The Cold Light of Day is a product-placement travelogue in search of a coherent thriller. A poor imitation of the best Bourne films, it's confusing, illogical, with plot lapses and continuity blunders.

It's yet another fiasco that could devalue Warner Brothers' considerable investment in Henry Cavill as the new Man of Steel.

Simply put, Day is a mess Cavill never rises above.

He plays Will, a failing businessman taking a distracted sailing vacation with his family in Spain. He gets along fine with Mom and his brother. Dad, played by Bruce Willis? Not so much. The guy's a martinet, a regular Captain Bligh on board the boat.

Will goes ashore in a huff, and when he returns, the boat's been moved and his family's gone. A rough encounter with corrupt Spanish cops has him convinced powerful forces have nabbed them. But who?

Since Dad is a CIA agent and not some embassy cultural attache, as he's always said, that could be anybody.

Will is chased through Madrid's scenic plazas, parks, and puertos, past the Benettons and in Audis, Land Rovers, and BMWs. I half expected Cavill to crack, "Whaddaya know, it IS the ultimate driving machine!"

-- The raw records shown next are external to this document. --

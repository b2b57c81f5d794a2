//! Error taxonomy for pipeline stages.
//!
//! Stage code classifies every failure so the workers can decide between
//! retrying (transient), dead-lettering (permanent) and stopping (fatal).
//! Application-level flows (CLI, config, startup) use `anyhow` instead.

use std::time::Duration;

use crate::object_store::ObjectStoreError;

/// Result alias for stage operations.
pub type PipelineResult<T> = std::result::Result<T, PipelineError>;

/// How a failure should be handled by the consuming worker.
#[derive(Debug, Clone, Copy, PartialEq, Eq)]
pub enum ErrorClass {
    /// Network blips, throttling, timeouts. Retry with backoff.
    Transient,
    /// Bad input for this item. Log and dead-letter; do not retry.
    Permanent,
    /// Misconfiguration or missing permissions. Not recoverable at runtime.
    Fatal,
}

#[derive(Debug, thiserror::Error)]
pub enum PipelineError {
    #[error("transient failure in {operation}: {message}")]
    Transient { operation: String, message: String },

    #[error("permanent failure in {operation}: {message}")]
    Permanent { operation: String, message: String },

    #[error("{operation} timed out after {elapsed:?}")]
    Timeout {
        operation: String,
        elapsed: Duration,
    },

    #[error("configuration error: {0}")]
    Config(String),

    #[error("failed to decode {what}: {source}")]
    Decode {
        what: &'static str,
        #[source]
        source: serde_json::Error,
    },

    #[error(transparent)]
    ObjectStore(#[from] ObjectStoreError),

    #[error("database error: {0}")]
    Database(#[from] sqlx::Error),
}

impl PipelineError {
    pub fn transient(operation: impl Into<String>, message: impl ToString) -> Self {
        Self::Transient {
            operation: operation.into(),
            message: message.to_string(),
        }
    }

    pub fn permanent(operation: impl Into<String>, message: impl ToString) -> Self {
        Self::Permanent {
            operation: operation.into(),
            message: message.to_string(),
        }
    }

    pub fn decode(what: &'static str, source: serde_json::Error) -> Self {
        Self::Decode { what, source }
    }

    /// Classify an HTTP status from an upstream dependency.
    pub fn from_status(operation: impl Into<String>, status: u16, body: &str) -> Self {
        let message = format!(
            "HTTP {}: {}",
            status,
            body.chars().take(300).collect::<String>()
        );
        if status == 408 || status == 429 || status >= 500 {
            Self::transient(operation, message)
        } else {
            Self::permanent(operation, message)
        }
    }

    pub fn class(&self) -> ErrorClass {
        match self {
            PipelineError::Transient { .. } | PipelineError::Timeout { .. } => {
                ErrorClass::Transient
            }
            PipelineError::Permanent { .. } | PipelineError::Decode { .. } => {
                ErrorClass::Permanent
            }
            PipelineError::Config(_) => ErrorClass::Fatal,
            PipelineError::ObjectStore(e) => e.class(),
            PipelineError::Database(e) => match e {
                sqlx::Error::Configuration(_) | sqlx::Error::Migrate(_) => ErrorClass::Fatal,
                sqlx::Error::Decode(_) | sqlx::Error::ColumnDecode { .. } => {
                    ErrorClass::Permanent
                }
                _ => ErrorClass::Transient,
            },
        }
    }

    pub fn is_transient(&self) -> bool {
        self.class() == ErrorClass::Transient
    }
}
//! Record retrieval by image id.
//!
//! Fetches the extracted record from the keyed store together with its
//! search-index document, if it has been indexed yet. Used by the
//! `bizcard get` CLI command; the HTTP API reads the keyed store directly.

use anyhow::{bail, Result};
use serde::Serialize;

use crate::config::Config;
use crate::db;
use crate::models::{ExtractedRecord, ImageId, IndexDocument};
use crate::store::sqlite::SqliteStore;
use crate::store::{RecordStore, SearchIndex};

#[derive(Debug, Clone, Serialize)]
pub struct RecordResponse {
    pub record: ExtractedRecord,
    /// `None` while the text event is still in flight to the index.
    pub document: Option<IndexDocument>,
}

pub async fn get_record(
    records: &dyn RecordStore,
    index: &dyn SearchIndex,
    image_id: &ImageId,
) -> Result<RecordResponse> {
    let Some(record) = records.get_record(image_id).await? else {
        bail!("record not found: {}", image_id);
    };
    let document = index.get_document(image_id).await?;
    Ok(RecordResponse { record, document })
}

/// `bizcard get <image_id>`: print the record as pretty JSON.
pub async fn run_get(config: &Config, image_id: &str) -> Result<()> {
    let pool = db::connect(config).await?;
    let store = SqliteStore::new(pool.clone());
    let result = get_record(&store, &store, &ImageId::from(image_id)).await;
    pool.close().await;

    let response = result?;
    println!("{}", serde_json::to_string_pretty(&response)?);
    if response.document.is_none() {
        eprintln!("(not indexed yet)");
    }
    Ok(())
}

#[cfg(test)]
mod tests {
    use super::*;
    use crate::models::{FieldMap, ObjectLocation, TextEvent};
    use crate::store::memory::InMemoryStore;
    use chrono::Utc;

    #[tokio::test]
    async fn reports_record_before_and_after_indexing() {
        let store = InMemoryStore::new();
        let id = ImageId::from("img-1");
        let mut fields = FieldMap::new();
        fields.insert("text".into(), "Jane Doe".into());
        let record = ExtractedRecord {
            image_id: id.clone(),
            location: ObjectLocation::new("cards", "bizcard-raw-img/a.jpg"),
            fields,
            metadata: FieldMap::new(),
            extracted_at: Utc::now(),
        };
        store.upsert_record(&record).await.unwrap();

        let before = get_record(&store, &store, &id).await.unwrap();
        assert!(before.document.is_none());

        let doc = IndexDocument::from(&TextEvent::from(&record));
        store.upsert_document(&doc).await.unwrap();
        let after = get_record(&store, &store, &id).await.unwrap();
        assert_eq!(after.document, Some(doc));

        assert!(get_record(&store, &store, &ImageId::from("nope"))
            .await
            .is_err());
    }
}
use anyhow::{bail, Context, Result};
use serde::Deserialize;
use std::path::{Path, PathBuf};
use std::time::Duration;

use crate::retry::RetryPolicy;
use crate::stream::StartingPosition;

#[derive(Debug, Deserialize, Clone)]
pub struct Config {
    pub db: DbConfig,
    pub object_store: ObjectStoreConfig,
    #[serde(default)]
    pub watcher: WatcherConfig,
    #[serde(default)]
    pub streams: StreamsConfig,
    #[serde(default)]
    pub extraction: ExtractionConfig,
    #[serde(default)]
    pub indexing: IndexingConfig,
    #[serde(default)]
    pub archive: ArchiveConfig,
    #[serde(default)]
    pub cache: CacheConfig,
    #[serde(default)]
    pub ocr: OcrConfig,
    pub server: ServerConfig,
}

#[derive(Debug, Deserialize, Clone)]
pub struct DbConfig {
    pub path: PathBuf,
}

#[derive(Debug, Deserialize, Clone)]
pub struct ObjectStoreConfig {
    #[serde(default = "default_backend")]
    pub backend: String,
    pub bucket: String,
    /// Root directory for the `filesystem` backend.
    #[serde(default)]
    pub root: Option<PathBuf>,
    #[serde(default = "default_region")]
    pub region: String,
    /// Custom endpoint for S3-compatible services (MinIO, LocalStack).
    #[serde(default)]
    pub endpoint_url: Option<String>,
    #[serde(default = "default_object_timeout_secs")]
    pub timeout_secs: u64,
}

fn default_backend() -> String {
    "filesystem".to_string()
}
fn default_region() -> String {
    "us-east-1".to_string()
}
fn default_object_timeout_secs() -> u64 {
    30
}

#[derive(Debug, Deserialize, Clone)]
pub struct WatcherConfig {
    #[serde(default = "default_raw_prefix")]
    pub prefix: String,
    #[serde(default = "default_suffixes")]
    pub suffixes: Vec<String>,
    #[serde(default)]
    pub exclude_globs: Vec<String>,
    /// Enqueue objects already present under the prefix at startup.
    #[serde(default)]
    pub scan_on_start: bool,
    #[serde(default = "default_max_retries")]
    pub max_retries: u32,
    #[serde(default = "default_backoff_base_ms")]
    pub backoff_base_ms: u64,
}
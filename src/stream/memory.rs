//! In-memory [`Stream`] for tests.

use async_trait::async_trait;
use chrono::{DateTime, Utc};
use std::collections::VecDeque;
use std::sync::Mutex;
use std::time::Duration;

use super::{partition_for, PartitionSignals, Stream, StreamRecord};
use crate::error::PipelineResult;

struct Partition {
    records: VecDeque<StreamRecord>,
    next_offset: u64,
}

pub struct MemoryStream {
    name: String,
    partitions: Vec<Mutex<Partition>>,
    signals: PartitionSignals,
}

impl MemoryStream {
    pub fn new(name: impl Into<String>, partitions: u32) -> Self {
        let partitions = partitions.max(1);
        Self {
            name: name.into(),
            partitions: (0..partitions)
                .map(|_| {
                    Mutex::new(Partition {
                        records: VecDeque::new(),
                        next_offset: 0,
                    })
                })
                .collect(),
            signals: PartitionSignals::new(&vec![0; partitions as usize]),
        }
    }

    /// Total retained records across all partitions.
    pub fn len(&self) -> usize {
        self.partitions
            .iter()
            .map(|p| p.lock().unwrap().records.len())
            .sum()
    }

    pub fn is_empty(&self) -> bool {
        self.len() == 0
    }

    fn partition(&self, partition: u32) -> Option<&Mutex<Partition>> {
        self.partitions.get(partition as usize)
    }
}

#[async_trait]
impl Stream for MemoryStream {
    fn name(&self) -> &str {
        &self.name
    }

    fn partitions(&self) -> u32 {
        self.partitions.len() as u32
    }

    async fn append(&self, key: &str, payload: &str) -> PipelineResult<(u32, u64)> {
        let partition = partition_for(key, self.partitions());
        let offset = {
            let mut p = self.partitions[partition as usize].lock().unwrap();
            let offset = p.next_offset;
            p.records.push_back(StreamRecord {
                partition,
                offset,
                key: key.to_string(),
                payload: payload.to_string(),
                appended_at: Utc::now(),
            });
            p.next_offset += 1;
            offset
        };
        self.signals.advance(partition, offset + 1);
        Ok((partition, offset))
    }

    async fn read(&self, partition: u32, from: u64, max: usize) -> PipelineResult<Vec<StreamRecord>> {
        let Some(p) = self.partition(partition) else {
            return Ok(Vec::new());
        };
        let p = p.lock().unwrap();
        Ok(p.records
            .iter()
            .filter(|r| r.offset >= from)
            .take(max)
            .cloned()
            .collect())
    }

    async fn end_offset(&self, partition: u32) -> PipelineResult<u64> {
        Ok(self
            .partition(partition)
            .map(|p| p.lock().unwrap().next_offset)
            .unwrap_or(0))
    }

    async fn start_offset(&self, partition: u32) -> PipelineResult<u64> {
        Ok(self
            .partition(partition)
            .map(|p| {
                let p = p.lock().unwrap();
                p.records.front().map(|r| r.offset).unwrap_or(p.next_offset)
            })
            .unwrap_or(0))
    }

    async fn trim_before(&self, cutoff: DateTime<Utc>) -> PipelineResult<u64> {
        let mut removed = 0u64;
        for p in &self.partitions {
            let mut p = p.lock().unwrap();
            while p.records.front().is_some_and(|r| r.appended_at < cutoff) {
                p.records.pop_front();
                removed += 1;
            }
        }
        Ok(removed)
    }

    async fn wait_for_data(&self, partition: u32, from: u64, timeout: Duration) {
        self.signals.wait(partition, from, timeout).await
    }
}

The bad guys — and it's hard to think of any real "good" guys here — want a briefcase. Will falls in with leggy Lucia (Verónica Echegui) in pursuit of that briefcase, and those who have it or want it — an assemblage that includes a sneering, hooting Sigourney Weaver, who seems to be the only member of the cast having a good time.

It's a bad script, full of wheezing torture scenes where Will is slapped silly and forced to sum things up for his torturers — "I've told you over and over again ..."

The chases are jerky, jumpy affairs in the Bourne mold, but not staged or filmed with nearly as much verve. Director Mabrouk El Mechri, who did the witty/ violent Jean-Claude Van Damme "comeback" film JCVD, doesn't have enough game to make this tired plot fresh.

The Cold Light of Day is a loose variation on the "fish out of water" thriller, with Will unable to speak Spanish (he shouts "ENGLISH!" at the hapless Spaniards, as if that'll help), in over his head and as likely to fire off a round into his foot as hit a bad guy. But most everybody here seems out of water, starting with Willis. If he learned anything about sailboats in Jackal back in the last century, he forgot it — how to carry himself, what commands to give — on board what looks like a 65-foot pilot house ketch.

Not that he'd know those terms either.

Questions keep popping up. Where did Dad get a car? How did he get the drop on those bad guys in the middle of nowhere? Who still uses a Blackberry? Wasn't that door Sigourney closed just ripped off her Range Rover?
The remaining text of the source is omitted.